The leaders of the protest want at all costs that a civilian leads this future key institution, after a strong call from the international community that the negotiations lead to a transition "really led by civilians."
"The new round of negotiations between the Transitional Military Council and the Alliance for Freedom and Change (ALC), began" in the evening, said the Military Council in a statement.
Spearheading the protest, the ALC had earlier indicated that the negotiations would focus on the distribution, between army and protest, of the seats of the Sovereign Council as well as on its future leader.
Negotiations were suspended Wednesday by the military council led by General Abdel Fattah al-Burhane, who took power after the dismissal and arrest on 11 April of President Omar el-Bashir. The military demanded the lifting of barricades installed by demonstrators in Khartoum.
Since 6 April, thousands of Sudanese have been camping in front of army headquarters in the Sudanese capital to demand the transfer of power to a civilian administration. On Friday, protesters dismantled several of these barricades.
Agreements and disagreements
Negotiations between generals and leaders of the protest have stumbled for a week on the composition of the future Sovereign Council.
The generals insist on obtaining a majority of seats while the leaders of the protest want to limit the presence of the military and place one of them at its head.
Military and protesters agreed on several points before the suspension of negotiations: the length of the transitional period – three years – and the creation of a Parliament composed of 300 people, two-thirds of whom would be from the LAC.
Progress in the talks, however, was preceded by a first outbreak of violence in which six people – five protesters and one soldier – were killed last Monday.
Before the resumption of negotiations and for the first time since the dismissal of Mr. Bashir, hundreds of Islamists demonstrated Saturday in front of the presidential palace.
They rejected any future civilian administration that would not use sharia law as the source of the legislation.
Islamic law has been applied in Sudan since Islamist-backed Bashir's coup in 1989, which, according to human rights defenders, led to abuses such as flogging of women for "indecent behavior" .

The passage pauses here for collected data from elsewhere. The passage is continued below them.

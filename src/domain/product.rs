use chrono::NaiveDateTime;
use serde::{Deserialize, Serialize};

use crate::domain::types::{CategoryId, ProductId, ProductName, ProductPrice};

/// Canonical product row.
///
/// `shop_name` is persisted in the legacy `moq` column; the mapping is applied
/// once at the model boundary so the rest of the code only sees the canonical
/// name.
#[derive(Debug, Clone, Serialize, Deserialize)]
pub struct Product {
    pub id: ProductId,
    pub name: ProductName,
    pub category_id: CategoryId,
    pub description: Option<String>,
    pub shop_name: Option<String>,
    pub fabric_type: Option<String>,
    pub size_range: Option<String>,
    pub price: ProductPrice,
    pub low_price: Option<ProductPrice>,
    pub recommended: bool,
    pub created_at: NaiveDateTime,
    pub updated_at: NaiveDateTime,
}

/// Information required to create or fully update a [`Product`] row.
#[derive(Debug, Clone, Serialize, Deserialize)]
pub struct NewProduct {
    pub name: ProductName,
    pub category_id: CategoryId,
    pub description: Option<String>,
    pub shop_name: Option<String>,
    pub fabric_type: Option<String>,
    pub size_range: Option<String>,
    pub price: ProductPrice,
    pub low_price: Option<ProductPrice>,
    pub recommended: bool,
    pub created_at: NaiveDateTime,
    pub updated_at: NaiveDateTime,
}

/// Ordered image attached to a product.
///
/// `display_order` is the ascending sort key; clients see images as a plain
/// array whose position encodes the order.
#[derive(Debug, Clone, Serialize, Deserialize, PartialEq)]
pub struct ProductImage {
    pub id: i32,
    pub product_id: ProductId,
    pub image_url: String,
    pub display_order: i32,
}

/// Ordered FAQ entry attached to a product.
#[derive(Debug, Clone, Serialize, Deserialize, PartialEq)]
pub struct ProductFaq {
    pub id: i32,
    pub product_id: ProductId,
    pub question: String,
    pub answer: String,
    pub display_order: i32,
}

/// FAQ content supplied by clients; `display_order` is derived from the
/// array position on write.
#[derive(Debug, Clone, Serialize, Deserialize, PartialEq)]
pub struct NewProductFaq {
    pub question: String,
    pub answer: String,
}
use chrono::NaiveDateTime;
use serde::{Deserialize, Serialize};

use crate::domain::types::UserId;
use crate::domain::user::User;

/// Administrator identity carried inside the signed session cookie.
///
/// The session is not self-certifying: privileged operations re-check
/// `is_admin` against the record store on every request, so this struct is
/// only a claim about who logged in, never an authorization proof.
#[derive(Debug, Clone, Serialize, Deserialize, PartialEq)]
pub struct AdminUser {
    pub id: UserId,
    pub email: String,
    pub username: String,
    pub name: String,
    pub is_admin: bool,
    pub created_at: NaiveDateTime,
    pub updated_at: NaiveDateTime,
}

impl From<User> for AdminUser {
    fn from(user: User) -> Self {
        Self {
            id: user.id,
            email: user.email,
            username: user.username,
            name: user.name,
            is_admin: user.is_admin,
            created_at: user.created_at,
            updated_at: user.updated_at,
        }
    }
}
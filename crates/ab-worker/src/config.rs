use std::env;
use std::path::PathBuf;
use std::time::Duration;

use ab_core::Model;

use crate::compute::ComputeCommand;
use crate::error::{Result, WorkerError};
use crate::transport::{RetryPolicy, TransportConfig};

const DEFAULT_DEVICE: &str = "cuda:0";
const DEFAULT_COMPUTE_PROGRAM: &str = "python";
const DEFAULT_COMPUTE_ARGS: &str = "model_process.py --model {model} {device}";
const DEFAULT_IDLE_BACKOFF_MS: u64 = 1_000;

/// Everything the worker needs at startup, read from the environment.
///
/// A `.env` file in the working directory is loaded first when present.
#[derive(Debug, Clone)]
pub struct WorkerConfig {
    pub transport: TransportConfig,
    pub token: Option<String>,
    pub login_code: Option<String>,
    pub worker_id: String,
    pub device: String,
    pub models: Vec<Model>,
    pub compute: ComputeCommand,
    pub work_dir: PathBuf,
    pub idle_backoff: Duration,
    pub rank_timeout: Option<Duration>,
}

impl WorkerConfig {
    pub fn load() -> Result<Self> {
        match dotenvy::dotenv() {
            Ok(path) => tracing::debug!(path = %path.display(), "Loaded .env"),
            Err(e) if e.not_found() => {}
            Err(e) => return Err(WorkerError::Config(format!(".env: {e}"))),
        }

        Self::from_lookup(|key| env::var(key).ok())
    }

    /// Build a config from any key lookup; `load` uses the process environment.
    pub fn from_lookup<F>(lookup: F) -> Result<Self>
    where
        F: Fn(&str) -> Option<String>,
    {
        let var = |key: &str| lookup(key).map(|v| v.trim().to_string()).filter(|v| !v.is_empty());

        let api_base = var("AIBRUSH_API_URL")
            .ok_or_else(|| WorkerError::Config("AIBRUSH_API_URL must be set".into()))?;

        let token = var("AIBRUSH_TOKEN");
        let login_code = var("AIBRUSH_LOGIN_CODE");
        if token.is_none() && login_code.is_none() {
            return Err(WorkerError::Config(
                "one of AIBRUSH_TOKEN or AIBRUSH_LOGIN_CODE must be set".into(),
            ));
        }

        let models = match var("AIBRUSH_MODELS") {
            Some(list) => list
                .split(',')
                .map(str::trim)
                .filter(|m| !m.is_empty())
                .map(|m| Model::from(m.to_string()))
                .collect(),
            None => Model::all().to_vec(),
        };
        if models.is_empty() {
            return Err(WorkerError::Config("AIBRUSH_MODELS lists no models".into()));
        }

        let compute_args =
            var("AIBRUSH_COMPUTE_ARGS").unwrap_or_else(|| DEFAULT_COMPUTE_ARGS.into());

        let mut retry = RetryPolicy::default();
        if let Some(ms) = parse_u64(&var, "AIBRUSH_RETRY_BACKOFF_MS")? {
            retry.initial_backoff = Duration::from_millis(ms);
        }

        Ok(Self {
            transport: TransportConfig {
                retry,
                ..TransportConfig::new(api_base)
            },
            token,
            login_code,
            worker_id: var("AIBRUSH_WORKER_ID").unwrap_or_else(|| uuid::Uuid::new_v4().to_string()),
            device: var("AIBRUSH_DEVICE").unwrap_or_else(|| DEFAULT_DEVICE.into()),
            models,
            compute: ComputeCommand {
                program: var("AIBRUSH_COMPUTE_PROGRAM")
                    .unwrap_or_else(|| DEFAULT_COMPUTE_PROGRAM.into()),
                args: compute_args.split_whitespace().map(String::from).collect(),
            },
            work_dir: var("AIBRUSH_WORK_DIR")
                .map(PathBuf::from)
                .unwrap_or_else(|| env::temp_dir().join("ab-worker")),
            idle_backoff: Duration::from_millis(
                parse_u64(&var, "AIBRUSH_IDLE_BACKOFF_MS")?.unwrap_or(DEFAULT_IDLE_BACKOFF_MS),
            ),
            rank_timeout: parse_u64(&var, "AIBRUSH_RANK_TIMEOUT_SECS")?.map(Duration::from_secs),
        })
    }
}

fn parse_u64<F>(var: &F, key: &str) -> Result<Option<u64>>
where
    F: Fn(&str) -> Option<String>,
{
    var(key)
        .map(|raw| {
            raw.parse::<u64>()
                .map_err(|_| WorkerError::Config(format!("{key} must be a number, got {raw:?}")))
        })
        .transpose()
}
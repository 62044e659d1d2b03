use std::sync::Arc;

use ab_worker::compute::ProcessLauncher;
use ab_worker::config::WorkerConfig;
use ab_worker::lease::JobLeaseClient;
use ab_worker::session::Session;
use ab_worker::transport::Transport;
use ab_worker::upload::UploadPipeline;
use ab_worker::{LoopSettings, WorkerLoop};
use tokio::sync::watch;
use tracing::{info, warn};

#[tokio::main]
async fn main() -> anyhow::Result<()> {
    tracing_subscriber::fmt::init();

    let config = WorkerConfig::load()?;
    info!(
        worker_id = %config.worker_id,
        device = %config.device,
        api = %config.transport.api_base,
        "Starting AIBrush worker"
    );

    let session = Arc::new(Session::new(config.token.clone(), config.login_code.clone()));
    let transport = Arc::new(Transport::new(config.transport.clone(), session));
    transport.ensure_authenticated().await?;

    let lease = JobLeaseClient::new(transport.clone());
    let settings = match lease.worker_config(&config.worker_id).await {
        Ok(settings) => Some(settings),
        Err(e) => {
            warn!(error = %e, "Could not fetch worker settings, using local configuration");
            None
        }
    };

    let launcher = ProcessLauncher::new(config.compute.clone(), config.device.clone())
        .with_rank_timeout(config.rank_timeout);
    let mut worker = WorkerLoop::new(
        lease,
        UploadPipeline::new(transport),
        Box::new(launcher),
        LoopSettings {
            models: config.models.clone(),
            work_dir: config.work_dir.clone(),
            idle_backoff: config.idle_backoff,
        },
    );
    if let Some(settings) = settings {
        worker.apply_settings(&settings).await?;
    }

    let (shutdown_tx, shutdown_rx) = watch::channel(false);
    tokio::spawn(async move {
        if tokio::signal::ctrl_c().await.is_ok() {
            info!("Received ctrl-c, finishing current cycle");
            let _ = shutdown_tx.send(true);
        }
    });

    worker.run(shutdown_rx).await?;
    info!("Worker stopped");
    Ok(())
}
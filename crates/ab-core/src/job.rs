use serde::{Deserialize, Deserializer, Serialize};

use crate::Model;

#[derive(Debug, Clone, Copy, Serialize, Deserialize, PartialEq, Eq, Hash, Default)]
#[serde(rename_all = "snake_case")]
pub enum JobStatus {
    #[default]
    Pending,
    Processing,
    Completed,
    Error,
    Saved,
}

impl JobStatus {
    pub fn is_terminal(&self) -> bool {
        matches!(self, Self::Completed | Self::Error | Self::Saved)
    }

    /// Status only ever moves forward: `pending -> processing -> completed | error`,
    /// and a completed image may later be saved by its owner.
    pub fn can_transition_to(&self, next: JobStatus) -> bool {
        matches!(
            (self, next),
            (Self::Pending, Self::Processing)
                | (Self::Processing, Self::Completed)
                | (Self::Processing, Self::Error)
                | (Self::Completed, Self::Saved)
        )
    }

    pub fn as_str(&self) -> &'static str {
        match self {
            Self::Pending => "pending",
            Self::Processing => "processing",
            Self::Completed => "completed",
            Self::Error => "error",
            Self::Saved => "saved",
        }
    }
}

/// Output dimensions plus the optional offsets used when uncropping.
#[derive(Debug, Clone, Copy, Serialize, Deserialize, PartialEq, Eq)]
pub struct Geometry {
    #[serde(default = "Geometry::default_side", deserialize_with = "side_or_default")]
    pub width: u32,
    #[serde(default = "Geometry::default_side", deserialize_with = "side_or_default")]
    pub height: u32,
    #[serde(default, rename = "uncrop_offset_x", skip_serializing_if = "Option::is_none")]
    pub crop_x: Option<i32>,
    #[serde(default, rename = "uncrop_offset_y", skip_serializing_if = "Option::is_none")]
    pub crop_y: Option<i32>,
}

impl Geometry {
    fn default_side() -> u32 {
        256
    }
}

fn side_or_default<'de, D: Deserializer<'de>>(deserializer: D) -> Result<u32, D::Error> {
    Ok(Option::deserialize(deserializer)?.unwrap_or_else(Geometry::default_side))
}

impl Default for Geometry {
    fn default() -> Self {
        Self {
            width: Self::default_side(),
            height: Self::default_side(),
            crop_x: None,
            crop_y: None,
        }
    }
}

/// `null` on the wire reads as the type's default, same as a missing key.
fn null_as_default<'de, D, T>(deserializer: D) -> Result<T, D::Error>
where
    D: Deserializer<'de>,
    T: Default + Deserialize<'de>,
{
    Ok(Option::<T>::deserialize(deserializer)?.unwrap_or_default())
}

/// A unit of generation work as the backend reports it.
///
/// Fields the worker does not use are ignored on parse.
#[derive(Debug, Clone, Serialize, Deserialize, PartialEq, Default)]
pub struct Job {
    pub id: String,
    #[serde(default, deserialize_with = "null_as_default")]
    pub phrases: Vec<String>,
    #[serde(default, deserialize_with = "null_as_default")]
    pub negative_phrases: Vec<String>,
    #[serde(default, deserialize_with = "null_as_default")]
    pub label: String,
    #[serde(default, deserialize_with = "null_as_default")]
    pub iterations: u32,
    #[serde(default, skip_serializing_if = "Option::is_none")]
    pub current_iterations: Option<u32>,
    #[serde(default, skip_serializing_if = "Option::is_none")]
    pub parent: Option<String>,
    #[serde(default, deserialize_with = "null_as_default")]
    pub model: Model,
    #[serde(default, deserialize_with = "null_as_default")]
    pub status: JobStatus,
    #[serde(default)]
    pub score: Option<f64>,
    #[serde(default)]
    pub negative_score: Option<f64>,
    #[serde(default, deserialize_with = "null_as_default")]
    pub nsfw: bool,
    #[serde(flatten)]
    pub geometry: Geometry,
    #[serde(default, skip_serializing_if = "Option::is_none")]
    pub encoded_image: Option<String>,
    #[serde(default, skip_serializing_if = "Option::is_none")]
    pub encoded_mask: Option<String>,
    #[serde(default, skip_serializing_if = "Option::is_none")]
    pub encoded_npy: Option<String>,
}

impl Job {
    /// Prompt text sent to the compute child; phrases are `|`-separated.
    pub fn prompt(&self) -> String {
        self.phrases.join("|")
    }

    pub fn negative_prompt(&self) -> Option<String> {
        if self.negative_phrases.is_empty() {
            None
        } else {
            Some(self.negative_phrases.join("|"))
        }
    }
}

/// Answer to a lease request.
///
/// `warmup` is set by the client from the `peek` flag it sent; the server
/// never reports it. A warm-up job is not owned and must never be submitted.
#[derive(Debug, Clone, PartialEq)]
pub enum LeaseResult {
    Empty,
    Leased { job: Job, warmup: bool },
}

impl LeaseResult {
    pub fn from_response(job: Option<Job>, peek: bool) -> Self {
        match job {
            Some(job) => Self::Leased { job, warmup: peek },
            None => Self::Empty,
        }
    }

    pub fn is_empty(&self) -> bool {
        matches!(self, Self::Empty)
    }

    pub fn job(&self) -> Option<&Job> {
        match self {
            Self::Leased { job, .. } => Some(job),
            Self::Empty => None,
        }
    }

    pub fn is_warmup(&self) -> bool {
        matches!(self, Self::Leased { warmup: true, .. })
    }
}

/// Presigned upload targets for one `submit_result` call.
#[derive(Debug, Clone, Serialize, Deserialize, PartialEq, Eq)]
pub struct UploadDestinationSet {
    pub image_url: String,
    pub thumbnail_url: String,
}

/// Presigned download target for an existing image. Other URLs the backend
/// sends (thumbnail, mask) are ignored.
#[derive(Debug, Clone, Serialize, Deserialize, PartialEq, Eq)]
pub struct DownloadDestinationSet {
    pub image_url: String,
}

#[cfg(test)]
mod tests {
    use super::*;

    #[test]
    fn test_status_moves_forward_only() {
        assert!(JobStatus::Pending.can_transition_to(JobStatus::Processing));
        assert!(JobStatus::Processing.can_transition_to(JobStatus::Completed));
        assert!(JobStatus::Processing.can_transition_to(JobStatus::Error));
        assert!(!JobStatus::Completed.can_transition_to(JobStatus::Processing));
        assert!(!JobStatus::Error.can_transition_to(JobStatus::Completed));
        assert!(!JobStatus::Pending.can_transition_to(JobStatus::Completed));
    }

    #[test]
    fn test_partial_job_parses_and_ignores_extras() {
        let json = r#"{
            "id": "img-1",
            "phrases": ["a red cube"],
            "model": "stable_diffusion",
            "status": "pending",
            "width": 512,
            "uncrop_offset_x": 64,
            "created_by": "someone",
            "deleted_at": null
        }"#;
        let job: Job = serde_json::from_str(json).unwrap();
        assert_eq!(job.id, "img-1");
        assert_eq!(job.model, Model::StableDiffusion);
        assert_eq!(job.status, JobStatus::Pending);
        assert_eq!(job.geometry.width, 512);
        assert_eq!(job.geometry.height, 256);
        assert_eq!(job.geometry.crop_x, Some(64));
        assert_eq!(job.score, None);
    }

    #[test]
    fn test_null_fields_read_as_defaults() {
        let json = r#"{
            "id": "img-2",
            "phrases": null,
            "negative_phrases": null,
            "label": null,
            "iterations": null,
            "model": null,
            "status": null,
            "nsfw": null,
            "width": null,
            "height": 384
        }"#;
        let job: Job = serde_json::from_str(json).unwrap();
        assert!(job.phrases.is_empty());
        assert_eq!(job.negative_prompt(), None);
        assert_eq!(job.label, "");
        assert_eq!(job.iterations, 0);
        assert_eq!(job.model, Model::default());
        assert_eq!(job.status, JobStatus::Pending);
        assert!(!job.nsfw);
        assert_eq!((job.geometry.width, job.geometry.height), (256, 384));
    }

    #[test]
    fn test_terminal_statuses() {
        assert!(JobStatus::Completed.is_terminal());
        assert!(JobStatus::Error.is_terminal());
        assert!(!JobStatus::Processing.is_terminal());
    }

    #[test]
    fn test_prompts() {
        let job = Job {
            id: "x".into(),
            phrases: vec!["a cat".into(), "oil painting".into()],
            ..Default::default()
        };
        assert_eq!(job.prompt(), "a cat|oil painting");
        assert_eq!(job.negative_prompt(), None);
    }

    #[test]
    fn test_lease_result_annotation() {
        let job = Job { id: "a".into(), ..Default::default() };
        assert!(LeaseResult::from_response(Some(job.clone()), true).is_warmup());
        assert!(!LeaseResult::from_response(Some(job), false).is_warmup());
        assert!(LeaseResult::from_response(None, true).is_empty());
    }
}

According to Al-Tayeb Mustafa, leading a coalition of twenty Islamist movements, "the main reason for this mobilization lies in the fact that the ALC ignores the application of sharia under the agreement" negotiated with the military.
The ALC has not yet expressed its position on sharia, saying the priority was to establish a civil administration.
During Saturday's rally, radical Islamist Mohamed al-Jazuli warned the army, "If you are planning to transfer power to a certain (civilian) faction, then we will consider it a coup".
On the question of the place of religion in the new institutions, one of the main opposition leaders, Sadek al-Mahdi, had also made his voice heard.
"Islam is part of the identity of the majority of Sudanese It was a big mistake, within the opposition forces, to talk about secularism", told AFP this former prime minister, hunted of power in 1989 and of which the Ummah party is part of the ALC.
At the head of Sudan for almost 30 years, Mr. Bashir was dismissed by the army after an unprecedented protest launched on December 19 by the government's decision to triple the price of bread in one country undermined by a serious economic crisis. The demonstrations quickly turned into a challenge to power.